#### [PROBLEM TO SOLVE]
Keyword search on "crate": report each line of the records that contains it.

-- DATA SECTION follows --

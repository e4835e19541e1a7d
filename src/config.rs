//! Configuration system for the window core
//!
//! Loads configuration from TOML file at `~/.config/area-core/config.toml`
//! Auto-generates default config file on first run if missing.

use anyhow::{Context, Result};
use serde::{Deserialize, Serialize};
use std::fs;
use std::path::{Path, PathBuf};
use tracing::{debug, info, warn};

use crate::shared::Geometry;
use crate::wm::focus::FocusPolicy;
use crate::wm::placement::PlacementPolicy;
use crate::wm::rules::Rules;

/// Main configuration structure
#[derive(Debug, Clone, Default, PartialEq, Serialize, Deserialize)]
#[serde(default)]
pub struct Config {
    pub decorations: DecorationConfig,
    pub behavior: BehaviorConfig,
    pub electric_border: ElectricBorderConfig,
    pub move_resize: MoveResizeConfig,
    pub desktops: DesktopConfig,
    pub outputs: Vec<OutputConfig>,
    pub effects: EffectsConfig,
    pub session: SessionConfig,
    pub palettes: Vec<PaletteConfig>,
    pub rules: Vec<Rules>,
}

impl Config {
    /// Load configuration from file, or use defaults if file doesn't exist
    pub fn load() -> Result<Self> {
        let config_path = Self::config_path()?;

        if !config_path.exists() {
            info!("Config file not found at {:?}, using defaults", config_path);
            // Auto-generate default config file
            if let Err(e) = Self::default().save_to(&config_path) {
                warn!("Failed to create default config file: {}", e);
            }
            return Ok(Self::default());
        }

        match Self::load_from(&config_path) {
            Ok(config) => Ok(config),
            Err(e) => {
                warn!("Falling back to default config: {:#}", e);
                Ok(Self::default())
            }
        }
    }

    /// Load and parse a specific file
    pub fn load_from(path: &Path) -> Result<Self> {
        let content = fs::read_to_string(path)
            .with_context(|| format!("Failed to read config file {:?}", path))?;

        let config: Config = toml::from_str(&content).context("Failed to parse config file")?;

        info!("Configuration loaded from {:?}", path);
        debug!("Config: {:?}", config);

        Ok(config)
    }

    /// Get the path to the config file
    pub fn config_path() -> Result<PathBuf> {
        let config_dir = dirs::config_dir()
            .context("Failed to get config directory")?
            .join("area-core");

        Ok(config_dir.join("config.toml"))
    }

    /// Write this configuration to a file
    pub fn save_to(&self, path: &Path) -> Result<()> {
        // Create config directory if it doesn't exist
        if let Some(parent) = path.parent() {
            fs::create_dir_all(parent).context("Failed to create config directory")?;
        }

        let toml_string = toml::to_string_pretty(self).context("Failed to serialize config")?;

        fs::write(path, toml_string).context("Failed to write config file")?;

        info!("Wrote config file at {:?}", path);
        Ok(())
    }

    /// Output rectangles, or a single 1920x1080 output when none configured
    pub fn output_geometries(&self) -> Vec<(String, Geometry)> {
        if self.outputs.is_empty() {
            return vec![("default".to_string(), Geometry::new(0, 0, 1920, 1080))];
        }
        self.outputs
            .iter()
            .map(|o| (o.name.clone(), Geometry::new(o.x, o.y, o.width, o.height)))
            .collect()
    }
}

/// Window decoration geometry configuration
#[derive(Debug, Clone, PartialEq, Serialize, Deserialize)]
#[serde(default)]
pub struct DecorationConfig {
    /// Titlebar height in pixels
    pub titlebar_height: i32,
    /// Border width in pixels
    pub border_width: i32,
    /// Color scheme used when a window does not name one
    pub palette: String,
}

impl Default for DecorationConfig {
    fn default() -> Self {
        Self {
            titlebar_height: 32,
            border_width: 2,
            palette: "default".to_string(),
        }
    }
}

/// Window behavior configuration
#[derive(Debug, Clone, PartialEq, Serialize, Deserialize)]
#[serde(default)]
pub struct BehaviorConfig {
    pub focus_policy: FocusPolicy,
    /// Raise a window when it is clicked
    pub click_raise: bool,
    /// Raise the window under the pointer after a delay
    pub auto_raise: bool,
    pub auto_raise_interval_ms: u64,
    /// Active window is tracked per screen
    pub separate_screen_focus: bool,
    pub placement: PlacementPolicy,
    /// Drop decorations of fully maximized windows
    pub borderless_maximized_windows: bool,
}

impl Default for BehaviorConfig {
    fn default() -> Self {
        Self {
            focus_policy: FocusPolicy::ClickToFocus,
            click_raise: true,
            auto_raise: false,
            auto_raise_interval_ms: 750,
            separate_screen_focus: false,
            placement: PlacementPolicy::Smart,
            borderless_maximized_windows: false,
        }
    }
}

/// Screen edge tiling configuration
#[derive(Debug, Clone, PartialEq, Serialize, Deserialize)]
#[serde(default)]
pub struct ElectricBorderConfig {
    /// Drag to the left/right edge tiles
    pub tiling: bool,
    /// Drag to the top edge maximizes
    pub maximize: bool,
    /// Fraction of the edge height that counts as a corner
    pub corner_ratio: f64,
    /// Debounce before committing the preview on inner edges
    pub delay_ms: u64,
}

impl Default for ElectricBorderConfig {
    fn default() -> Self {
        Self {
            tiling: true,
            maximize: true,
            corner_ratio: 0.25,
            delay_ms: 250,
        }
    }
}

/// Interactive move/resize configuration
#[derive(Debug, Clone, PartialEq, Serialize, Deserialize)]
#[serde(default)]
pub struct MoveResizeConfig {
    /// Press time before a titlebar click becomes a drag
    pub start_drag_time_ms: u64,
    /// Allow moving windows so the titlebar leaves the screen
    pub unrestricted_move_resize: bool,
    /// Snap distances in pixels, 0 disables
    pub border_snap_zone: i32,
    pub window_snap_zone: i32,
    pub center_snap_zone: i32,
}

impl Default for MoveResizeConfig {
    fn default() -> Self {
        Self {
            start_drag_time_ms: 500,
            unrestricted_move_resize: false,
            border_snap_zone: 10,
            window_snap_zone: 10,
            center_snap_zone: 0,
        }
    }
}

/// Virtual desktop configuration
#[derive(Debug, Clone, PartialEq, Serialize, Deserialize)]
#[serde(default)]
pub struct DesktopConfig {
    pub count: u32,
    pub names: Vec<String>,
    pub rows: u32,
}

impl Default for DesktopConfig {
    fn default() -> Self {
        Self {
            count: 4,
            names: Vec::new(),
            rows: 1,
        }
    }
}

/// Output (monitor) configuration
#[derive(Debug, Clone, PartialEq, Serialize, Deserialize)]
pub struct OutputConfig {
    pub name: String,
    pub x: i32,
    pub y: i32,
    pub width: i32,
    pub height: i32,
    #[serde(default = "default_scale")]
    pub scale: f64,
}

fn default_scale() -> f64 {
    1.0
}

/// Effects configuration
#[derive(Debug, Clone, PartialEq, Serialize, Deserialize)]
#[serde(default)]
pub struct EffectsConfig {
    /// Keep closed windows as remnants for closing animations
    pub remnants: bool,
    /// How long a remnant keeps references to its live leads
    pub annexed_timeout_ms: u64,
}

impl Default for EffectsConfig {
    fn default() -> Self {
        Self {
            remnants: true,
            annexed_timeout_ms: 100,
        }
    }
}

/// Session persistence configuration
#[derive(Debug, Clone, Default, PartialEq, Serialize, Deserialize)]
#[serde(default)]
pub struct SessionConfig {
    /// Session file override; defaults to the data directory
    pub path: Option<PathBuf>,
}

/// Named decoration color scheme
#[derive(Debug, Clone, PartialEq, Serialize, Deserialize)]
pub struct PaletteConfig {
    pub name: String,
    #[serde(default)]
    pub colors: WindowColors,
}

/// Window colors configuration
#[derive(Debug, Clone, Copy, PartialEq, Eq, Serialize, Deserialize)]
#[serde(default)]
pub struct WindowColors {
    /// Titlebar color of the active window (hex: 0xRRGGBB)
    pub active_titlebar: u32,
    /// Titlebar color of inactive windows (hex: 0xRRGGBB)
    pub inactive_titlebar: u32,
    /// Border color (hex: 0xRRGGBB)
    pub border: u32,
    /// Title text color (hex: 0xRRGGBB)
    pub text: u32,
}

impl Default for WindowColors {
    fn default() -> Self {
        // Nord Theme Colors
        Self {
            active_titlebar: 0x3b4252,
            inactive_titlebar: 0x2e3440,
            border: 0x5e81ac,
            text: 0xeceff4,
        }
    }
}

#[cfg(test)]
mod tests {
    use super::*;
    use pretty_assertions::assert_eq;

    #[test]
    fn partial_file_fills_in_defaults() {
        let config: Config = toml::from_str(
            r#"
            [behavior]
            click_raise = false

            [electric_border]
            corner_ratio = 0.1
            "#,
        )
        .unwrap();
        assert!(!config.behavior.click_raise);
        assert_eq!(config.behavior.auto_raise_interval_ms, 750);
        assert_eq!(config.electric_border.corner_ratio, 0.1);
        assert_eq!(config.electric_border.delay_ms, 250);
        assert_eq!(config.decorations, DecorationConfig::default());
    }

    #[test]
    fn default_output_when_none_configured() {
        let config = Config::default();
        assert_eq!(
            config.output_geometries(),
            vec![("default".to_string(), Geometry::new(0, 0, 1920, 1080))]
        );
    }

    #[test]
    fn save_and_load_round_trip() {
        let dir = tempfile::tempdir().unwrap();
        let path = dir.path().join("nested").join("config.toml");
        let mut config = Config::default();
        config.desktops.count = 6;
        config.outputs.push(OutputConfig {
            name: "DP-1".into(),
            x: 0,
            y: 0,
            width: 2560,
            height: 1440,
            scale: 1.0,
        });
        config.save_to(&path).unwrap();
        assert_eq!(Config::load_from(&path).unwrap(), config);
    }

    #[test]
    fn rules_parse_from_toml() {
        let config: Config = toml::from_str(
            r#"
            [[rules]]
            app_id = "term"
            above = { policy = "force", value = true }
            "#,
        )
        .unwrap();
        assert_eq!(config.rules.len(), 1);
        assert_eq!(config.rules[0].app_id.as_deref(), Some("term"));
        assert!(config.rules[0].above.value);
    }
}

-- DATA SECTION concluded --

#### [SOLUTION TO THE PROBLEM]
use crate::shared::Geometry;
use crate::wm::focus::FocusPolicy;
use crate::wm::placement::PlacementPolicy;
use crate::wm::rules::Rules;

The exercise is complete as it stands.